Although Mrs Marshall had made up her mind that husbands and wives

could not be as contented with one another in the big city as they

would be in a village, a suspicion crossed her mind one day that,

even in London, the relationship might be different from her own.

She was returning from Great Oakhurst after a visit to her mother.

She had stayed there for about a month after her child's death, and

she travelled back to town with a Letherhead woman, who had married a

journeyman tanner, who formerly worked in the Letherhead tan-yard,

and had now moved to Bermondsey, a horrid hole, worse than Great

Ormond Street. Both Marshall and the tanner were at the 'Swan with

Two Necks' to meet the covered van, and the tanner's wife jumped out

first.

'Hullo, old gal, here you are,' cried the tanner, and clasped her in

his brown, bark-stained arms, giving her, nothing loth, two or three

hearty kisses. They were so much excited at meeting one another,

that they forgot their friends, and marched off without bidding them

good-bye. Mrs Marshall was welcomed in quieter fashion.

'Ah!' she thought to herself. 'Red Tom,' as the tanner was called,

'is not used to London ways. They are, perhaps, correct for London,

but Marshall might now and then remember that I have not been brought

up to them.'

To return, however, to the Hopgoods.
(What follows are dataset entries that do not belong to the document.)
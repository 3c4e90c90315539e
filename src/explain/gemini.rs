//! Blocking client for the Gemini `generateContent` API.

use log::debug;
use serde::{Deserialize, Serialize};

use crate::config::{ExplainerConfig, API_KEY_VAR};
use crate::error::{BulbLabError, Result};

use super::{PromptRequest, TextGenerator};

#[derive(Debug, Serialize)]
#[serde(rename_all = "camelCase")]
struct GenerateContentRequest<'a> {
    system_instruction: Content<'a>,
    contents: Vec<Content<'a>>,
    generation_config: GenerationConfig,
}

#[derive(Debug, Serialize)]
struct Content<'a> {
    #[serde(skip_serializing_if = "Option::is_none")]
    role: Option<&'a str>,
    parts: Vec<Part<'a>>,
}

#[derive(Debug, Serialize)]
struct Part<'a> {
    text: &'a str,
}

#[derive(Debug, Serialize)]
struct GenerationConfig {
    temperature: f32,
}

impl<'a> From<&'a PromptRequest> for GenerateContentRequest<'a> {
    fn from(request: &'a PromptRequest) -> Self {
        Self {
            system_instruction: Content {
                role: None,
                parts: vec![Part {
                    text: &request.system_instruction,
                }],
            },
            contents: vec![Content {
                role: Some("user"),
                parts: vec![Part {
                    text: &request.prompt,
                }],
            }],
            generation_config: GenerationConfig {
                temperature: request.temperature,
            },
        }
    }
}

#[derive(Debug, Default, Deserialize)]
struct GenerateContentResponse {
    #[serde(default)]
    candidates: Vec<Candidate>,
}

#[derive(Debug, Default, Deserialize)]
struct Candidate {
    #[serde(default)]
    content: CandidateContent,
}

#[derive(Debug, Default, Deserialize)]
struct CandidateContent {
    #[serde(default)]
    parts: Vec<ResponsePart>,
}

#[derive(Debug, Default, Deserialize)]
struct ResponsePart {
    #[serde(default)]
    text: Option<String>,
}

impl GenerateContentResponse {
    /// Concatenated text of the first candidate; empty if there is none.
    fn text(&self) -> String {
        self.candidates
            .first()
            .map(|c| {
                c.content
                    .parts
                    .iter()
                    .filter_map(|p| p.text.as_deref())
                    .collect::<String>()
            })
            .unwrap_or_default()
    }
}

/// Gemini text generation over HTTPS.
pub struct GeminiClient {
    agent: ureq::Agent,
    url: String,
    api_key: String,
}

impl GeminiClient {
    /// Create a client. Fails if no credential is configured.
    pub fn new(config: &ExplainerConfig) -> Result<Self> {
        let api_key = config
            .api_key
            .clone()
            .ok_or_else(|| BulbLabError::MissingCredential {
                variable: API_KEY_VAR.to_string(),
            })?;

        let agent = ureq::AgentBuilder::new().timeout(config.timeout).build();
        let url = format!(
            "{}/models/{}:generateContent",
            config.endpoint.trim_end_matches('/'),
            config.model
        );

        Ok(Self {
            agent,
            url,
            api_key,
        })
    }

    /// Full request URL.
    pub fn url(&self) -> &str {
        &self.url
    }
}

impl TextGenerator for GeminiClient {
    fn generate(&self, request: &PromptRequest) -> Result<String> {
        debug!("requesting explanation from {}", self.url);

        let body = GenerateContentRequest::from(request);
        let response = self
            .agent
            .post(&self.url)
            .set("x-goog-api-key", &self.api_key)
            .send_json(&body)
            .map_err(|e| match e {
                ureq::Error::Status(code, response) => {
                    BulbLabError::transport(format!("HTTP {code} {}", response.status_text()))
                }
                ureq::Error::Transport(transport) => BulbLabError::transport(transport.to_string()),
            })?;

        let parsed: GenerateContentResponse = response
            .into_json()
            .map_err(|e| BulbLabError::malformed_response(e.to_string()))?;

        Ok(parsed.text())
    }
}
//! Knife switch geometry.

use serde::Serialize;

use super::geometry::Point;

/// Pivot of the arm; also the left terminal.
pub const SWITCH_PIVOT: Point = Point::new(50.0, 150.0);

/// Distance between the two terminals.
pub const SWITCH_SPAN: f64 = 50.0;

/// Arm tip offset from the pivot when open.
const OPEN_TIP_OFFSET: (f64, f64) = (45.0, -25.0);

/// The two states the arm can be drawn in.
#[derive(Debug, Clone, Copy, PartialEq, Eq, Hash, Serialize)]
#[serde(rename_all = "lowercase")]
pub enum SwitchArm {
    /// Arm lies flat across both terminals.
    Closed,
    /// Arm is lifted off the right terminal.
    Open,
}

impl SwitchArm {
    /// Arm state for a switch position.
    pub fn from_closed(closed: bool) -> Self {
        if closed {
            SwitchArm::Closed
        } else {
            SwitchArm::Open
        }
    }

    /// Tip offset from the pivot.
    fn tip_offset(&self) -> (f64, f64) {
        match self {
            SwitchArm::Closed => (SWITCH_SPAN, 0.0),
            SwitchArm::Open => OPEN_TIP_OFFSET,
        }
    }

    /// Arm angle in degrees, measured from the terminal axis (negative is up).
    pub fn angle_degrees(&self) -> f64 {
        let (dx, dy) = self.tip_offset();
        dy.atan2(dx).to_degrees()
    }
}

/// The switch as placed on the canvas.
#[derive(Debug, Clone, PartialEq, Serialize)]
pub struct SwitchVisual {
    pub pivot: Point,
    pub left_terminal: Point,
    pub right_terminal: Point,
    pub arm: SwitchArm,
    /// Where the arm's free end is drawn.
    pub arm_tip: Point,
    pub arm_angle_degrees: f64,
}

/// Lay out the switch for a given position.
pub fn layout_switch(closed: bool) -> SwitchVisual {
    let arm = SwitchArm::from_closed(closed);
    let (dx, dy) = arm.tip_offset();

    SwitchVisual {
        pivot: SWITCH_PIVOT,
        left_terminal: left_terminal(),
        right_terminal: right_terminal(),
        arm,
        arm_tip: SWITCH_PIVOT.offset(dx, dy),
        arm_angle_degrees: arm.angle_degrees(),
    }
}

/// Left terminal, wired towards the bulb.
pub fn left_terminal() -> Point {
    SWITCH_PIVOT
}

/// Right terminal, wired towards the battery bank.
pub fn right_terminal() -> Point {
    SWITCH_PIVOT.offset(SWITCH_SPAN, 0.0)
}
Before the afternoon they were

in their new quarters, happily for them, for Mrs Hopgood became

worse. On the morrow she was seriously ill, inflammation of the

lungs appeared, and in a week she was dead. What Clara and Madge

suffered cannot be told here. Whenever anybody whom we love dies, we

discover that although death is commonplace it is terribly original.

We may have thought about it all our lives, but if it comes close to

us, it is quite a new, strange thing to us, for which we are entirely

unprepared. It may, perhaps, not be the bare loss so much as the

strength of the bond which is broken that is the surprise, and we are

debtors in a way to death for revealing something in us which

ordinary life disguises. Long after the first madness of their grief

had passed, Clara and Madge were astonished to find how dependent

they had been on their mother. They were grown-up women accustomed

to act for themselves, but they felt unsteady, and as if deprived of

customary support. The reference to her had been constant, although

it was often silent, and they were not conscious of it. A defence

from the outside waste desert had been broken down, their mother had

always seemed to intervene between them and the world, and now they

were exposed and shelterless.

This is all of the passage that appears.